■ **Material shown**:
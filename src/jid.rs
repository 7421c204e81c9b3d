/*!
# Addresses

`localpart@domain/resource`, with the local part and resource optional.
No stringprep or case folding is applied: two addresses are equal if their
parts are byte-for-byte equal.
*/
use std::fmt;
use std::str::FromStr;

use thiserror::Error;

#[derive(Debug, Clone, PartialEq, Eq, Error)]
pub enum JidError {
	#[error("address has no domain")]
	EmptyDomain,
	#[error("address has an empty local part")]
	EmptyLocal,
	#[error("address has an empty resource")]
	EmptyResource,
}

/// Address without a resource.
#[derive(Debug, Clone, PartialEq, Eq, Hash)]
pub struct BareJid {
	local: Option<String>,
	domain: String,
}

/// Address with an optional resource.
#[derive(Debug, Clone, PartialEq, Eq, Hash)]
pub struct Jid {
	bare: BareJid,
	resource: Option<String>,
}

impl BareJid {
	pub fn new(local: Option<&str>, domain: &str) -> Result<Self, JidError> {
		if domain.is_empty() {
			return Err(JidError::EmptyDomain);
		}
		if local == Some("") {
			return Err(JidError::EmptyLocal);
		}
		Ok(Self {
			local: local.map(str::to_string),
			domain: domain.to_string(),
		})
	}

	pub fn local(&self) -> Option<&str> {
		self.local.as_deref()
	}

	pub fn domain(&self) -> &str {
		&self.domain
	}

	/// True for a plain domain address (`example.com`).
	pub fn is_domain(&self) -> bool {
		self.local.is_none()
	}

	pub fn with_resource(self, resource: &str) -> Result<Jid, JidError> {
		if resource.is_empty() {
			return Err(JidError::EmptyResource);
		}
		Ok(Jid {
			bare: self,
			resource: Some(resource.to_string()),
		})
	}
}

impl Jid {
	pub fn bare(&self) -> &BareJid {
		&self.bare
	}

	pub fn into_bare(self) -> BareJid {
		self.bare
	}

	pub fn local(&self) -> Option<&str> {
		self.bare.local()
	}

	pub fn domain(&self) -> &str {
		self.bare.domain()
	}

	pub fn resource(&self) -> Option<&str> {
		self.resource.as_deref()
	}

	/// True for a plain domain address without resource.
	pub fn is_domain(&self) -> bool {
		self.bare.is_domain() && self.resource.is_none()
	}
}

impl From<BareJid> for Jid {
	fn from(bare: BareJid) -> Self {
		Self {
			bare,
			resource: None,
		}
	}
}

impl FromStr for BareJid {
	type Err = JidError;

	fn from_str(s: &str) -> Result<Self, Self::Err> {
		let jid: Jid = s.parse()?;
		Ok(jid.bare)
	}
}

impl FromStr for Jid {
	type Err = JidError;

	fn from_str(s: &str) -> Result<Self, Self::Err> {
		let (rest, resource) = match s.split_once('/') {
			Some((_, "")) => return Err(JidError::EmptyResource),
			Some((rest, res)) => (rest, Some(res)),
			None => (s, None),
		};
		let (local, domain) = match rest.split_once('@') {
			Some((local, domain)) => (Some(local), domain),
			None => (None, rest),
		};
		let bare = BareJid::new(local, domain)?;
		Ok(match resource {
			Some(res) => bare.with_resource(res)?,
			None => bare.into(),
		})
	}
}

impl fmt::Display for BareJid {
	fn fmt(&self, f: &mut fmt::Formatter<'_>) -> fmt::Result {
		if let Some(local) = self.local.as_deref() {
			write!(f, "{}@", local)?;
		}
		f.write_str(&self.domain)
	}
}

impl fmt::Display for Jid {
	fn fmt(&self, f: &mut fmt::Formatter<'_>) -> fmt::Result {
		fmt::Display::fmt(&self.bare, f)?;
		if let Some(res) = self.resource.as_deref() {
			write!(f, "/{}", res)?;
		}
		Ok(())
	}
}

#[cfg(test)]
mod tests {
	use super::*;

	#[test]
	fn parses_all_forms() {
		let full: Jid = "user@example.com/res/with/slash".parse().unwrap();
		assert_eq!(full.local(), Some("user"));
		assert_eq!(full.domain(), "example.com");
		assert_eq!(full.resource(), Some("res/with/slash"));
		assert_eq!(full.to_string(), "user@example.com/res/with/slash");

		let bare: Jid = "user@example.com".parse().unwrap();
		assert_eq!(bare.resource(), None);
		assert_eq!(full.bare(), bare.bare());

		let domain: Jid = "example.com".parse().unwrap();
		assert!(domain.is_domain());
		assert!(!bare.is_domain());

		let domain_res: Jid = "example.com/x".parse().unwrap();
		assert!(!domain_res.is_domain());
		assert!(domain_res.bare().is_domain());
	}

	#[test]
	fn rejects_empty_parts() {
		assert_eq!("".parse::<Jid>(), Err(JidError::EmptyDomain));
		assert_eq!("user@".parse::<Jid>(), Err(JidError::EmptyDomain));
		assert_eq!("@example.com".parse::<Jid>(), Err(JidError::EmptyLocal));
		assert_eq!("user@example.com/".parse::<Jid>(), Err(JidError::EmptyResource));
	}

	#[test]
	fn bare_from_str_drops_resource() {
		let bare: BareJid = "a@b/c".parse().unwrap();
		assert_eq!(bare.to_string(), "a@b");
	}
}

■ **Exercise brief**: Copy the listing exactly.

■ **Expected answer**:
filename src/jid.rs
repository 7421c204e81c9b3d
/*!
# Addresses

`localpart@domain/resource`, with the local part and resource optional.
No stringprep or case folding is applied: two addresses are equal if their
parts are byte-for-byte equal.
*/
use std::fmt;
use std::str::FromStr;

use thiserror::Error;

#[derive(Debug, Clone, PartialEq, Eq, Error)]
pub enum JidError {
	#[error("address has no domain")]
	EmptyDomain,
	#[error("address has an empty local part")]
	EmptyLocal,
	#[error("address has an empty resource")]
	EmptyResource,
}

/// Address without a resource.
#[derive(Debug, Clone, PartialEq, Eq, Hash)]
pub struct BareJid {
	local: Option<String>,
	domain: String,
}

/// Address with an optional resource.
#[derive(Debug, Clone, PartialEq, Eq, Hash)]
pub struct Jid {
	bare: BareJid,
	resource: Option<String>,
}

impl BareJid {
	pub fn new(local: Option<&str>, domain: &str) -> Result<Self, JidError> {
		if domain.is_empty() {
			return Err(JidError::EmptyDomain);
		}
		if local == Some("") {
			return Err(JidError::EmptyLocal);
		}
		Ok(Self {
			local: local.map(str::to_string),
			domain: domain.to_string(),
		})
	}

	pub fn local(&self) -> Option<&str> {
		self.local.as_deref()
	}

	pub fn domain(&self) -> &str {
		&self.domain
	}

	/// True for a plain domain address (`example.com`).
	pub fn is_domain(&self) -> bool {
		self.local.is_none()
	}

	pub fn with_resource(self, resource: &str) -> Result<Jid, JidError> {
		if resource.is_empty() {
			return Err(JidError::EmptyResource);
		}
		Ok(Jid {
			bare: self,
			resource: Some(resource.to_string()),
		})
	}
}

impl Jid {
	pub fn bare(&self) -> &BareJid {
		&self.bare
	}

	pub fn into_bare(self) -> BareJid {
		self.bare
	}

	pub fn local(&self) -> Option<&str> {
		self.bare.local()
	}

	pub fn domain(&self) -> &str {
		self.bare.domain()
	}

	pub fn resource(&self) -> Option<&str> {
		self.resource.as_deref()
	}

	/// True for a plain domain address without resource.
	pub fn is_domain(&self) -> bool {
		self.bare.is_domain() && self.resource.is_none()
	}
}

impl From<BareJid> for Jid {
	fn from(bare: BareJid) -> Self {
		Self {
			bare,
			resource: None,
		}
	}
}

impl FromStr for BareJid {
	type Err = JidError;

	fn from_str(s: &str) -> Result<Self, Self::Err> {
		let jid: Jid = s.parse()?;
		Ok(jid.bare)
	}
}

impl FromStr for Jid {
	type Err = JidError;

	fn from_str(s: &str) -> Result<Self, Self::Err> {
		let (rest, resource) = match s.split_once('/') {
			Some((_, "")) => return Err(JidError::EmptyResource),
			Some((rest, res)) => (rest, Some(res)),
			None => (s, None),
		};
		let (local, domain) = match rest.split_once('@') {
			Some((local, domain)) => (Some(local), domain),
			None => (None, rest),
		};
		let bare = BareJid::new(local, domain)?;
		Ok(match resource {
			Some(res) => bare.with_resource(res)?,
			None => bare.into(),
		})
	}
}

impl fmt::Display for BareJid {
	fn fmt(&self, f: &mut fmt::Formatter<'_>) -> fmt::Result {
		if let Some(local) = self.local.as_deref() {
			write!(f, "{}@", local)?;
		}
		f.write_str(&self.domain)
	}
}

impl fmt::Display for Jid {
	fn fmt(&self, f: &mut fmt::Formatter<'_>) -> fmt::Result {
		fmt::Display::fmt(&self.bare, f)?;
		if let Some(res) = self.resource.as_deref() {
			write!(f, "/{}", res)?;
		}
		Ok(())
	}
}

#[cfg(test)]
mod tests {
	use super::*;

	#[test]
	fn parses_all_forms() {
		let full: Jid = "user@example.com/res/with/slash".parse().unwrap();
		assert_eq!(full.local(), Some("user"));
		assert_eq!(full.domain(), "example.com");
		assert_eq!(full.resource(), Some("res/with/slash"));
		assert_eq!(full.to_string(), "user@example.com/res/with/slash");

		let bare: Jid = "user@example.com".parse().unwrap();
		assert_eq!(bare.resource(), None);
		assert_eq!(full.bare(), bare.bare());

		let domain: Jid = "example.com".parse().unwrap();
		assert!(domain.is_domain());
		assert!(!bare.is_domain());

		let domain_res: Jid = "example.com/x".parse().unwrap();
		assert!(!domain_res.is_domain());
		assert!(domain_res.bare().is_domain());
	}

	#[test]
	fn rejects_empty_parts() {
		assert_eq!("".parse::<Jid>(), Err(JidError::EmptyDomain));
		assert_eq!("user@".parse::<Jid>(), Err(JidError::EmptyDomain));
		assert_eq!("@example.com".parse::<Jid>(), Err(JidError::EmptyLocal));
		assert_eq!("user@example.com/".parse::<Jid>(), Err(JidError::EmptyResource));
	}

	#[test]
	fn bare_from_str_drops_resource() {
		let bare: BareJid = "a@b/c".parse().unwrap();
		assert_eq!(bare.to_string(), "a@b");
	}
}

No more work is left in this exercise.